Renting is an agreement where a payment is made for the temporary use of a good, service or property owned by another. A gross lease is when the tenant pays a flat rental amount and the landlord pays for all property charges regularly incurred by the ownership.

Expanding your market is always going to be the logical next step for a successful business, but like anything worth having, it is not without its challenges. There are great rewards on the horizon but in order to achieve them you must move from the familiar to the unfamiliar and for the unwary that is when problems arise. There is no such thing as over-preparing for a move abroad. That is not to suggest that there is only one location where your business will thrive, but there are certainly locations where it will struggle and perhaps even fail.
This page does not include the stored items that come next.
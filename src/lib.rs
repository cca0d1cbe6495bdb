//! # rsspush
//!
//! Pulls a list of RSS/Atom feeds once, keeps the entries published in the
//! last few full hours, and pushes them to a Telegram channel.
//!
//! ## Architecture
//!
//! ```text
//! subscriptions → producer → work queue → worker pool → delivery queue → delivery stage → Telegram
//! ```
//!
//! - [`config`]: subscription document (`rss.json`)
//! - [`fetcher`]: HTTP download, window filtering and the worker pool
//! - [`normalizer`]: RSS/Atom parsing into [`FeedItem`](domain::FeedItem)s
//! - [`delivery`]: serialized, paced sending with a heartbeat fallback
//! - [`notifier`]: Telegram Bot API client
//! - [`pipeline`]: wires the stages together for one run
//!
//! ## Quick Start
//!
//! ```bash
//! # Push entries from the last 3 hours
//! rsspush --tg-bot "$BOT_TOKEN" --tg-channel -1001234567890
//!
//! # See what would be sent, without sending
//! rsspush --tg-bot "$BOT_TOKEN" --tg-channel -1001234567890 --debug
//! ```

/// Application context and error handling.
///
/// The [`AppContext`](app::AppContext) struct builds the fetcher, notifier
/// and pipeline once, before any task runs.
pub mod app;

/// Command-line interface using clap.
pub mod cli;

/// Subscription document loading.
pub mod config;

/// Serialized delivery with pacing and heartbeat.
pub mod delivery;

/// Core domain models.
///
/// - [`Subscription`](domain::Subscription): one configured feed
/// - [`FeedItem`](domain::FeedItem): a normalized feed entry
/// - [`TimeWindow`](domain::TimeWindow): the hour-aligned look-back range
pub mod domain;

/// Feed downloading.
///
/// - [`Fetcher`](fetcher::Fetcher): async trait for raw downloads
/// - [`HttpFetcher`](fetcher::http_fetcher::HttpFetcher): reqwest-based implementation
/// - [`FeedFetcher`](fetcher::FeedFetcher): download, parse and window filtering
/// - [`ParallelFetcher`](fetcher::parallel::ParallelFetcher): fixed-size worker pool
pub mod fetcher;

/// Feed parsing and normalization.
///
/// Converts RSS 0.9x/1.0/2.0, Atom 0.3/1.0, and JSON Feed 1.0
/// into [`FeedItem`](domain::FeedItem)s.
pub mod normalizer;

/// Outbound messaging through the Telegram Bot API.
pub mod notifier;

/// Producer and run orchestration.
pub mod pipeline;

#[cfg(test)]
mod test_helpers;
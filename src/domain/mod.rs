pub mod item;
pub mod subscription;
pub mod window;

pub use item::FeedItem;
pub use subscription::Subscription;
pub use window::{Clock, TimeWindow};
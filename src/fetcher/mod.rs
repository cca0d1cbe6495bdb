pub mod feed;
pub mod http_fetcher;
pub mod parallel;

use async_trait::async_trait;

use crate::app::Result;

pub use feed::FeedFetcher;

/// Raw document download. Implementations return the response body or an
/// error for transport failures and non-success statuses.
#[async_trait]
pub trait Fetcher {
    async fn fetch(&self, url: &str) -> Result<Vec<u8>>;
}
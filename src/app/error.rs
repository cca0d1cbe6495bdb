use thiserror::Error;

use crate::config::ConfigError;

#[derive(Error, Debug)]
pub enum RsspushError {
    #[error("HTTP error: {0}")]
    Http(#[from] reqwest::Error),

    #[error("Feed parsing error: {0}")]
    FeedParse(String),

    #[error("Invalid URL: {0}")]
    InvalidUrl(#[from] url::ParseError),

    #[error("IO error: {0}")]
    Io(#[from] std::io::Error),

    #[error("Configuration error: {0}")]
    Config(String),

    #[error(transparent)]
    Subscriptions(#[from] ConfigError),

    #[error("Telegram API error: {0}")]
    Telegram(String),

    #[error("Timed out: {0}")]
    Timeout(String),

    #[error("{0}")]
    Other(String),
}

pub type Result<T> = std::result::Result<T, RsspushError>;
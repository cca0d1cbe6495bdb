//! Serialized delivery of recent items to the messaging channel.
//!
//! A single task drains the delivery queue, so the notifier never sees
//! concurrent sends. Every item counts as handled whether or not the send
//! succeeds; a run that handled nothing ends with a heartbeat message.

use std::sync::Arc;
use std::time::Duration;

use tokio::sync::mpsc;
use tokio::task::JoinHandle;
use tracing::{debug, info, warn};

use crate::app::{Result, RsspushError};
use crate::domain::FeedItem;
use crate::notifier::Notifier;

pub const HEARTBEAT_MESSAGE: &str = "😆 heartbeat only, no new items this run";
pub const DEFAULT_SEND_TIMEOUT: Duration = Duration::from_secs(10);

/// Pause `pause` after every `every` handled items. `every == 0` never
/// pauses.
#[derive(Debug, Clone, Copy, PartialEq, Eq)]
pub struct Pacing {
    pub every: usize,
    pub pause: Duration,
}

impl Default for Pacing {
    fn default() -> Self {
        Self {
            every: 10,
            pause: Duration::from_secs(2),
        }
    }
}

impl Pacing {
    pub fn disabled() -> Self {
        Self {
            every: 0,
            pause: Duration::ZERO,
        }
    }

    fn due(&self, handled: usize) -> bool {
        self.every > 0 && handled > 0 && handled % self.every == 0
    }
}

/// Outcome of one delivery run.
#[derive(Debug, Clone, Default, PartialEq, Eq)]
pub struct DeliveryReport {
    /// Items taken off the queue, successful or not
    pub handled: usize,
    pub sent: usize,
    pub failed: usize,
    pub pauses: usize,
    /// The run handled nothing and fell back to the heartbeat
    pub heartbeat: bool,
}

#[derive(Clone)]
pub struct DeliveryStage {
    notifier: Arc<dyn Notifier>,
    dry_run: bool,
    pacing: Pacing,
    send_timeout: Duration,
}

impl DeliveryStage {
    pub fn new(notifier: Arc<dyn Notifier>) -> Self {
        Self {
            notifier,
            dry_run: false,
            pacing: Pacing::default(),
            send_timeout: DEFAULT_SEND_TIMEOUT,
        }
    }

    /// Skip every notifier call while keeping counting, pacing and logging.
    pub fn with_dry_run(mut self, dry_run: bool) -> Self {
        self.dry_run = dry_run;
        self
    }

    pub fn with_pacing(mut self, pacing: Pacing) -> Self {
        self.pacing = pacing;
        self
    }

    pub fn with_send_timeout(mut self, timeout: Duration) -> Self {
        self.send_timeout = timeout;
        self
    }

    /// Run on its own tokio task.
    pub fn spawn(self, rx: mpsc::Receiver<FeedItem>) -> JoinHandle<DeliveryReport> {
        tokio::spawn(async move { self.run(rx).await })
    }

    /// Drain `rx` until it is closed, then send the heartbeat if nothing was
    /// handled.
    pub async fn run(&self, mut rx: mpsc::Receiver<FeedItem>) -> DeliveryReport {
        let mut report = DeliveryReport::default();

        while let Some(item) = rx.recv().await {
            info!(source = %item.source, "{} {}", item.title, item.link);

            if self.dry_run {
                debug!("Dry run, not sending");
            } else {
                match self.send(&item.display_message()).await {
                    Ok(()) => report.sent += 1,
                    Err(e) => {
                        report.failed += 1;
                        warn!(link = %item.link, "Failed to deliver item: {}", e);
                    }
                }
            }

            report.handled += 1;
            if self.pacing.due(report.handled) {
                debug!(handled = report.handled, "Pausing for {:?}", self.pacing.pause);
                tokio::time::sleep(self.pacing.pause).await;
                report.pauses += 1;
            }
        }

        if report.handled == 0 {
            report.heartbeat = true;
            info!("No new items this run, heartbeat due");

            if !self.dry_run {
                if let Err(e) = self.send(HEARTBEAT_MESSAGE).await {
                    warn!("Failed to send heartbeat: {}", e);
                }
            }
        }

        report
    }

    async fn send(&self, text: &str) -> Result<()> {
        tokio::time::timeout(self.send_timeout, self.notifier.send_message(text))
            .await
            .map_err(|_| {
                RsspushError::Timeout(format!("sending message after {:?}", self.send_timeout))
            })?
    }
}
use serde::Deserialize;

/// One feed to poll, as listed in the subscription document.
#[derive(Debug, Clone, PartialEq, Eq, Deserialize)]
pub struct Subscription {
    #[serde(default)]
    pub title: String,
    pub url: String,
    #[serde(default)]
    pub full_content: bool,
}

impl Subscription {
    pub fn new(title: impl Into<String>, url: impl Into<String>) -> Self {
        Self {
            title: title.into(),
            url: url.into(),
            full_content: false,
        }
    }

    pub fn display_title(&self) -> &str {
        if self.title.is_empty() {
            &self.url
        } else {
            &self.title
        }
    }
}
The choice is daunting, but your decision needs to be shaped by the nature of your business, the scale at which you intend to operate, your workforce requirements, your supply line requirements and the new markets that you seek to enter. Financial considerations, either the opportunity to save money on running costs or incentives offered by particular governments will also be a factor.

Office/ warehouse costs

According to data from Statista, in the final quarter of 2021, London was the most expensive European city for rental prices of prime office locations, with an average cost of 1492 euros per square metre. By contrast, Lisbon is the most affordable SCALE city in which to rent office space, with an average cost of just 300 euros per square metre. Clearly, and it will depend on the particular requirements of your business, there are opportunities for huge savings.

Other opportunities to save money

Office costs are a major outlay, but you also need to consider the other costs involved in the proposed location: energy costs, transport costs and local taxation will be key factors. Lower labour costs may well be a key incentive, but will you be able to recruit the expertise you require?

MIFID 2 and GDPR compliancy

These are the two massive pieces of European legislation with which your business will need to comply if you intend to operate in Europe. MIFID 2 is a legislative framework established to regulate financial markets in the E.U. and it covers every aspect and profession within the financial services industry. The General Data Protection Regulation covers all aspects of data protection and privacy. Your business will need to be fully compliant with both systems.

Government incentives

There is fierce competition among governments to attract business and it is certainly worth shopping around to see which incentives might best suit your business. Germany, for example, offers direct grants, which do not need to be repaid, to offset start-up costs, promote research and development or establish a workforce. It also offers public loans, to cover up to a 100% of eligible costs, up to a value of 25 million euros.

Cultural difference

Any successful business will have an understanding of the subtleties of cultural difference, perhaps employing a culture consultant to ensure that inadvertent offence is not caused. Styles of language, body language, dress codes, values, and attitudes are not universal and an understanding of the culture, within which your business is a guest, is crucial.